[Entries taken from a collection]
- - - - - - -
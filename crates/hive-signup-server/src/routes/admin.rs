use actix_web::{web, HttpRequest, HttpResponse};
use hive_signup::{AccountStatus, CreationStatus, ReferenceId};
use serde::Deserialize;

use crate::error::ApiError;
use crate::metrics::ACCOUNT_CREATION_FAILURES;
use crate::security::has_bearer;
use crate::state::{AppState, Backend};

const DEFAULT_LIMIT: u32 = 50;
const MAX_LIMIT: u32 = 500;

#[derive(Debug, Deserialize)]
pub struct ListQuery {
    pub status: Option<AccountStatus>,
    pub limit: Option<u32>,
}

fn authorize<B: Backend>(req: &HttpRequest, state: &AppState<B>) -> Result<(), ApiError> {
    let Some(ref expected) = state.config.admin_token else {
        return Err(ApiError::Forbidden);
    };
    if has_bearer(req, expected) {
        Ok(())
    } else {
        Err(ApiError::Unauthorized)
    }
}

fn clamp_limit(limit: Option<u32>) -> u32 {
    limit.unwrap_or(DEFAULT_LIMIT).clamp(1, MAX_LIMIT)
}

/// GET /api/admin/accounts?status=pending|paid&limit=N - Newest signups first
pub async fn list_accounts<B: Backend>(
    req: HttpRequest,
    state: web::Data<AppState<B>>,
    query: web::Query<ListQuery>,
) -> Result<HttpResponse, ApiError> {
    authorize(&req, &state)?;
    let status = query.status.unwrap_or(AccountStatus::Pending);
    let accounts = state.ledger.list_by_status(status, clamp_limit(query.limit))?;
    Ok(HttpResponse::Ok().json(serde_json::json!({
        "status": status,
        "count": accounts.len(),
        "accounts": accounts,
    })))
}

/// GET /api/admin/unfulfilled?limit=N - Paid signups without a created account
pub async fn list_unfulfilled<B: Backend>(
    req: HttpRequest,
    state: web::Data<AppState<B>>,
    query: web::Query<ListQuery>,
) -> Result<HttpResponse, ApiError> {
    authorize(&req, &state)?;
    let accounts = state.ledger.list_unfulfilled(clamp_limit(query.limit))?;
    Ok(HttpResponse::Ok().json(serde_json::json!({
        "count": accounts.len(),
        "accounts": accounts,
    })))
}

/// POST /api/admin/accounts/{referenceId}/retry-creation
pub async fn retry_creation<B: Backend>(
    req: HttpRequest,
    state: web::Data<AppState<B>>,
    path: web::Path<String>,
) -> Result<HttpResponse, ApiError> {
    authorize(&req, &state)?;
    let reference_id = ReferenceId::from(path.into_inner());

    let account = state.reconciler.retry_creation(&reference_id).await?;
    if account.creation_status == Some(CreationStatus::Failed) {
        ACCOUNT_CREATION_FAILURES.inc();
    }
    tracing::info!(
        reference_id = %reference_id,
        creation_status = account.creation_status.map(|s| s.as_str()),
        "operator retried account creation"
    );

    Ok(HttpResponse::Ok().json(account))
}

pub fn configure<B: Backend>(cfg: &mut web::ServiceConfig) {
    cfg.service(
        web::scope("/admin")
            .route("/accounts", web::get().to(list_accounts::<B>))
            .route("/unfulfilled", web::get().to(list_unfulfilled::<B>))
            .route(
                "/accounts/{reference_id}/retry-creation",
                web::post().to(retry_creation::<B>),
            ),
    );
}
- - - - - - -
Count the lines in the records above that contain the word "async", and reply with only that number.

### Solved exercise:
3